There are two things which I think are very important to point out about this piece of legislation. The first is the consultation which has taken place to ensure that this piece of legislation does the job that the industries on the ground want it to do. It is worth pointing out that, during the drafting phase of the bill, the Department of Agriculture established an industry legislation working group. The group consisted of 16 representatives, including the Invasive Species Council, the National Farmers Federation, Shipping Australia, Qantas, and the Custom Brokers and Forwarders Association.

It was not only that consultation which took place when the bill was being drafted. Following the agreement from the government to progress the legislation and to inform stakeholders about the changes made and the next steps, a biosecurity legislation forum was held on 24 October 2014. Approximately 80 organisations, bodies and agencies were invited to the forum, with over 40 attending. So what we are seeing here is a bill which, at the draft stage, had industry involvement in its preparation. Not only that but, once the bill was finalised, there was also significant consultation with industry and other organisations involved in this. This is good law-making because, as I said earlier, this bill is vitally important, not only to my electorate but to the nation. The processes which have taken place in putting it together have been excellent with regard to making sure that all participants and all those who could be impacted by it have been consulted along the way.

There is another element to it which is also significant. What the government has not sought to do in modernising this legislation is say, 'What we can do is put this safeguard in place, this safeguard in place and this safeguard in place and provide a regulatory burden on industry and those who are seeking to control our quarantine regime.' This bill has done all that. It is modernised, but it is done in a way which has a deregulatory benefit, and that deregulatory benefit is $6.9 million per annum.
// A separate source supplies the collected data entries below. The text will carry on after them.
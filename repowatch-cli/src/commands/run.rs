//! `repowatch run` — one full sync batch over the catalog.

use anyhow::{Context, Result};
use clap::Args;
use colored::Colorize;

use repowatch_core::config::Config;
use repowatch_core::types::RunSummary;
use repowatch_dispatch::{
    Dispatcher, EscalationContext, Jira, Notifier, ProjectKeyMap, Slack, TruffleHog,
};
use repowatch_provider::ProviderClient;
use repowatch_sync::{dispatch::NullDispatch, pipeline, GitMirror};

/// Arguments for `repowatch run`.
#[derive(Args, Debug)]
pub struct RunArgs {
    /// Mirror changes but do not scan or escalate anything.
    #[arg(long)]
    pub no_scan: bool,

    /// Post the run summary to the chat channel when done.
    #[arg(long)]
    pub announce: bool,
}

impl RunArgs {
    pub fn run(self) -> Result<()> {
        let config = Config::from_env().context("incomplete environment")?;
        let catalog = ProviderClient::new(&config.provider);
        let mirror = GitMirror::new(config.mirror_root(), &config.provider);

        let summary = if self.no_scan {
            pipeline::run(&config.home, &catalog, &mirror, &NullDispatch)
        } else {
            let mapping = ProjectKeyMap::load(&config.project_keys_path)
                .context("failed to load the project key mapping")?;
            let dispatcher = Dispatcher::new(
                Box::new(TruffleHog::new()),
                Box::new(Slack::new(&config.chat)),
                Box::new(Jira::new(&config.ticketing)),
                mapping,
                EscalationContext {
                    mirror_root: config.mirror_root(),
                    results_dir: config.results_dir(),
                    workspace: config.provider.workspace.clone(),
                    ticket_browse_base: config.ticketing.base_url.trim_end_matches('/').to_string(),
                },
            );
            pipeline::run(&config.home, &catalog, &mirror, &dispatcher)
        }
        .context("sync run failed")?;

        print_summary(&summary);

        if self.announce {
            let notifier = Slack::new(&config.chat);
            notifier
                .send_message(&format!(":mag: Repowatch run finished — {}", summary.headline()))
                .context("failed to announce the run summary")?;
        }
        Ok(())
    }
}

fn print_summary(summary: &RunSummary) {
    println!("{}", summary.headline().bold());
    for name in &summary.new_repos {
        println!("  {}  {name}", "new".green().bold());
    }
    for name in &summary.updated_repos {
        println!("  {}  {name}", "upd".yellow().bold());
    }
    for skipped in &summary.skipped {
        println!(
            "  {}  {} — {}",
            "skip".red().bold(),
            skipped.name,
            skipped.reason
        );
    }
}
This is a significant piece of legislation for industry because it gives industry confidence in how our quarantine regime is going to be managed going forward. It also says to industry, 'In modernising this legislation, we are going to do all we can to ensure that the cost of this quarantine legislation does not burden you. In fact, it will reduce the regulatory impact that it has on you.' That is incredibly important.

There are some other aspects to this bill that need to be pointed out. The import risk analysis—the IRA review—has been replaced. A biosecurity import risk analysis will be introduced to replace the current IRA process in the Quarantine Act. An examination of the IRA process was undertaken as part of the coalition's election commitment in response to stakeholder concerns. Feedback focused primarily on administrative and minor regulatory changes to the IRA process. They have been considered in the development of the delegated legislation and relevant administrative policies.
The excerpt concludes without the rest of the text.